Project 4: Intro to Threads

Important Dates

Questions about the project? Send them to 537-help@cs.wisc.edu (and not just to remzi; this way, remzi OR the TAs can see it).

Due: Thursday, 3/25, by 9pm.

Clarifications

03/21: Don't worry about handling non-unique keys -- that is the user's problem
03/21: Scale the number of threads, not lists (fixed below)
03/13: Added proper header file to xchg code below
03/13: Changed counter definition to be more standard
03/13: Added header files in ~cs537-1/public/p4

Notes

This project can be done with a partner. So work with one! But, you don't have to. That said, if you can't find a partner, but want one, send me mail by the end of the weekend.

Overview

In this project, you will be getting a feel for threads, locks, and performance. The first entity you will build is called a spin lock. A spin lock uses some kind of powerful hardware instruction in order to provide mutual exclusion among threads. You may of even heard of spin locks, say in class or something.

Part 1: Spin Locks

To build a spin lock, you will use the x86 exchange primitive. As this is an assembly instruction, you will need be able to call it from C. Fortunately, gcc conveniently lets you do this without too much trouble: xchg.c

For those interested in learning more about calling assembly from C with gcc, see here.

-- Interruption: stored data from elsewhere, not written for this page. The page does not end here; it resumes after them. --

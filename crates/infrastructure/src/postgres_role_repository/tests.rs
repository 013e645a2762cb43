use castellan_application::{
    RevokedTokenRepository, RoleChanges, RoleRepository, UserAccount, UserDirectory,
    UserRoleRepository,
};
use castellan_core::{AppError, ConstraintViolation, NonEmptyString};
use castellan_domain::{
    GrantAmendment, GrantPriority, NewGrant, RevocationMarker, RevocationReason, Role, RoleId, UserId,
    UserRoleGrant, is_token_valid,
};
use chrono::{Duration, Utc};
use sqlx::PgPool;
use sqlx::postgres::PgPoolOptions;
use uuid::Uuid;

use super::PostgresRoleRepository;
use crate::{
    MIGRATOR, PostgresRevokedTokenRepository, PostgresUserRepository, PostgresUserRoleRepository,
};

async fn test_pool() -> Option<PgPool> {
    let Ok(database_url) = std::env::var("DATABASE_URL") else {
        return None;
    };

    let pool = match PgPoolOptions::new()
        .max_connections(2)
        .connect(database_url.as_str())
        .await
    {
        Ok(pool) => pool,
        Err(error) => panic!("failed to connect to DATABASE_URL in test: {error}"),
    };

    if let Err(error) = MIGRATOR.run(&pool).await {
        panic!("failed to run migrations for postgres role tests: {error}");
    }

    Some(pool)
}

fn unique(prefix: &str) -> String {
    format!("{prefix}-{}", Uuid::new_v4().simple())
}

fn role(name: &str, parent_id: Option<RoleId>) -> Role {
    Role::new(
        RoleId::new(),
        NonEmptyString::new(name).unwrap_or_else(|_| unreachable!()),
        NonEmptyString::new(name).unwrap_or_else(|_| unreachable!()),
        None,
        parent_id,
        Utc::now(),
    )
    .unwrap_or_else(|_| unreachable!())
}

async fn user(pool: &PgPool) -> UserId {
    let id = UserId::new();
    let created = PostgresUserRepository::new(pool.clone())
        .create_user(UserAccount {
            id,
            username: unique("user"),
            email: "user@example.com".to_owned(),
            password_hash: "unused".to_owned(),
            is_active: true,
            primary_role_id: None,
            department_id: None,
        })
        .await;
    assert!(created.is_ok());
    id
}

#[tokio::test]
async fn reparent_under_descendant_is_rejected_in_transaction() {
    let Some(pool) = test_pool().await else {
        return;
    };
    let repository = PostgresRoleRepository::new(pool);

    let parent = role(&unique("parent"), None);
    let parent_id = parent.id();
    assert!(repository.create_role(parent, &[]).await.is_ok());
    let child = role(&unique("child"), Some(parent_id));
    let child_id = child.id();
    assert!(repository.create_role(child, &[]).await.is_ok());

    let result = repository
        .update_role(
            parent_id,
            RoleChanges {
                parent_id: Some(Some(child_id)),
                ..RoleChanges::default()
            },
            Utc::now(),
        )
        .await;
    assert_eq!(
        result.err().and_then(|error| error.constraint().cloned()),
        Some(ConstraintViolation::CircularReference)
    );

    let blocked = repository.delete_role(parent_id).await;
    assert_eq!(
        blocked.err().and_then(|error| error.constraint().cloned()),
        Some(ConstraintViolation::HasChildren)
    );
    assert!(repository.delete_role(child_id).await.is_ok());
    assert!(repository.delete_role(parent_id).await.is_ok());
}

#[tokio::test]
async fn partial_index_rejects_second_active_grant() {
    let Some(pool) = test_pool().await else {
        return;
    };
    let roles = PostgresRoleRepository::new(pool.clone());
    let grants = PostgresUserRoleRepository::new(pool.clone());

    let granted_role = role(&unique("grantee"), None);
    let role_id = granted_role.id();
    assert!(roles.create_role(granted_role, &[]).await.is_ok());
    let user_id = user(&pool).await;

    let new_grant = || {
        UserRoleGrant::new(
            NewGrant {
                user_id,
                role_id,
                valid_from: Utc::now() - Duration::minutes(1),
                valid_to: None,
                priority: GrantPriority::DEFAULT,
                assigned_by: None,
                reason: None,
            },
            Utc::now(),
        )
        .unwrap_or_else(|_| unreachable!())
    };

    let first = grants.insert_grant(new_grant()).await;
    assert!(first.is_ok());
    let second = grants.insert_grant(new_grant()).await;
    assert_eq!(
        second.err().and_then(|error| error.constraint().cloned()),
        Some(ConstraintViolation::DuplicateActiveGrant)
    );

    let Some(mut active) = grants
        .find_active_grant(user_id, role_id)
        .await
        .unwrap_or_default()
    else {
        unreachable!();
    };
    assert!(active.revoke(None, None, Utc::now()).is_ok());
    assert!(grants.save_transition(&active).await.is_ok());
    let stale_write = grants.save_transition(&active).await;
    assert_eq!(
        stale_write.err().and_then(|error| error.constraint().cloned()),
        Some(ConstraintViolation::NoActiveGrant)
    );

    assert!(grants.insert_grant(new_grant()).await.is_ok());
    let history = grants
        .list_user_grants(user_id, false)
        .await
        .unwrap_or_default();
    assert_eq!(history.len(), 2);
}

#[tokio::test]
async fn role_delete_leaves_grant_rows_in_place() {
    let Some(pool) = test_pool().await else {
        return;
    };
    let roles = PostgresRoleRepository::new(pool.clone());
    let grants = PostgresUserRoleRepository::new(pool.clone());

    let retired = role(&unique("retired"), None);
    let role_id = retired.id();
    assert!(roles.create_role(retired, &[]).await.is_ok());
    let user_id = user(&pool).await;

    let grant = UserRoleGrant::new(
        NewGrant {
            user_id,
            role_id,
            valid_from: Utc::now() - Duration::minutes(1),
            valid_to: None,
            priority: GrantPriority::DEFAULT,
            assigned_by: None,
            reason: None,
        },
        Utc::now(),
    )
    .unwrap_or_else(|_| unreachable!());
    let Ok(mut grant) = grants.insert_grant(grant).await else {
        unreachable!();
    };
    assert!(grant.revoke(None, Some("retired".to_owned()), Utc::now()).is_ok());
    assert!(grants.save_transition(&grant).await.is_ok());

    assert!(roles.delete_role(role_id).await.is_ok());

    let history = grants
        .list_user_grants(user_id, false)
        .await
        .unwrap_or_default();
    assert_eq!(history.len(), 1);
    assert_eq!(history[0].role_id(), role_id);

    let late = UserRoleGrant::new(
        NewGrant {
            user_id,
            role_id,
            valid_from: Utc::now(),
            valid_to: None,
            priority: GrantPriority::DEFAULT,
            assigned_by: None,
            reason: None,
        },
        Utc::now(),
    )
    .unwrap_or_else(|_| unreachable!());
    assert!(matches!(
        grants.insert_grant(late).await,
        Err(AppError::NotFound(_))
    ));
}

#[tokio::test]
async fn amended_grant_stores_updater_beside_assigner() {
    let Some(pool) = test_pool().await else {
        return;
    };
    let roles = PostgresRoleRepository::new(pool.clone());
    let grants = PostgresUserRoleRepository::new(pool.clone());

    let granted_role = role(&unique("amended"), None);
    let role_id = granted_role.id();
    assert!(roles.create_role(granted_role, &[]).await.is_ok());
    let user_id = user(&pool).await;
    let assigner = user(&pool).await;
    let updater = user(&pool).await;

    let grant = UserRoleGrant::new(
        NewGrant {
            user_id,
            role_id,
            valid_from: Utc::now() - Duration::minutes(1),
            valid_to: None,
            priority: GrantPriority::DEFAULT,
            assigned_by: Some(assigner),
            reason: None,
        },
        Utc::now(),
    )
    .unwrap_or_else(|_| unreachable!());
    let Ok(mut grant) = grants.insert_grant(grant).await else {
        unreachable!();
    };
    let amendment = GrantAmendment {
        priority: GrantPriority::new(4).ok(),
        updated_by: Some(updater),
        ..GrantAmendment::default()
    };
    assert!(grant.amend(amendment, Utc::now()).is_ok());
    assert!(grants.save_transition(&grant).await.is_ok());

    let Some(stored) = grants
        .find_active_grant(user_id, role_id)
        .await
        .unwrap_or_default()
    else {
        unreachable!();
    };
    assert_eq!(stored.assigned_by(), Some(assigner));
    assert_eq!(stored.updated_by(), Some(updater));
    assert_eq!(stored.priority().value(), 4);
}

#[tokio::test]
async fn bulk_marker_is_found_for_any_token_of_the_user() {
    let Some(pool) = test_pool().await else {
        return;
    };
    let markers = PostgresRevokedTokenRepository::new(pool);
    let user_id = UserId::new();
    let issued_at = Utc::now() - Duration::minutes(10);

    let inserted = markers
        .insert_marker(RevocationMarker::all_sessions(
            user_id,
            RevocationReason::Administrative,
            Utc::now(),
        ))
        .await;
    assert!(inserted.is_ok());

    let token_id = unique("jti");
    let found = markers
        .markers_for_token(&token_id, user_id)
        .await
        .unwrap_or_default();
    assert_eq!(found.len(), 1);
    assert!(!is_token_valid(&found, &token_id, user_id, issued_at));
}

To learn more about this instruction, you should read about it in the Intel assembly instruction manual found here. However, I bet you can figure it out without looking.

The lock you build should define a spinlock_t data structure, which contains any values needed to build your lock, and two routines:

spinlock_acquire(spinlock_t *lock)
spinlock_release(spinlock_t *lock)

These routine(s) should use the xchg code above as needed to build your spin lock.

Part 2: Using Your Lock

Next, you will use your spinlock to build three concurrent data structures. The three data structures you will build are a thread-safe counter, list, and hash table.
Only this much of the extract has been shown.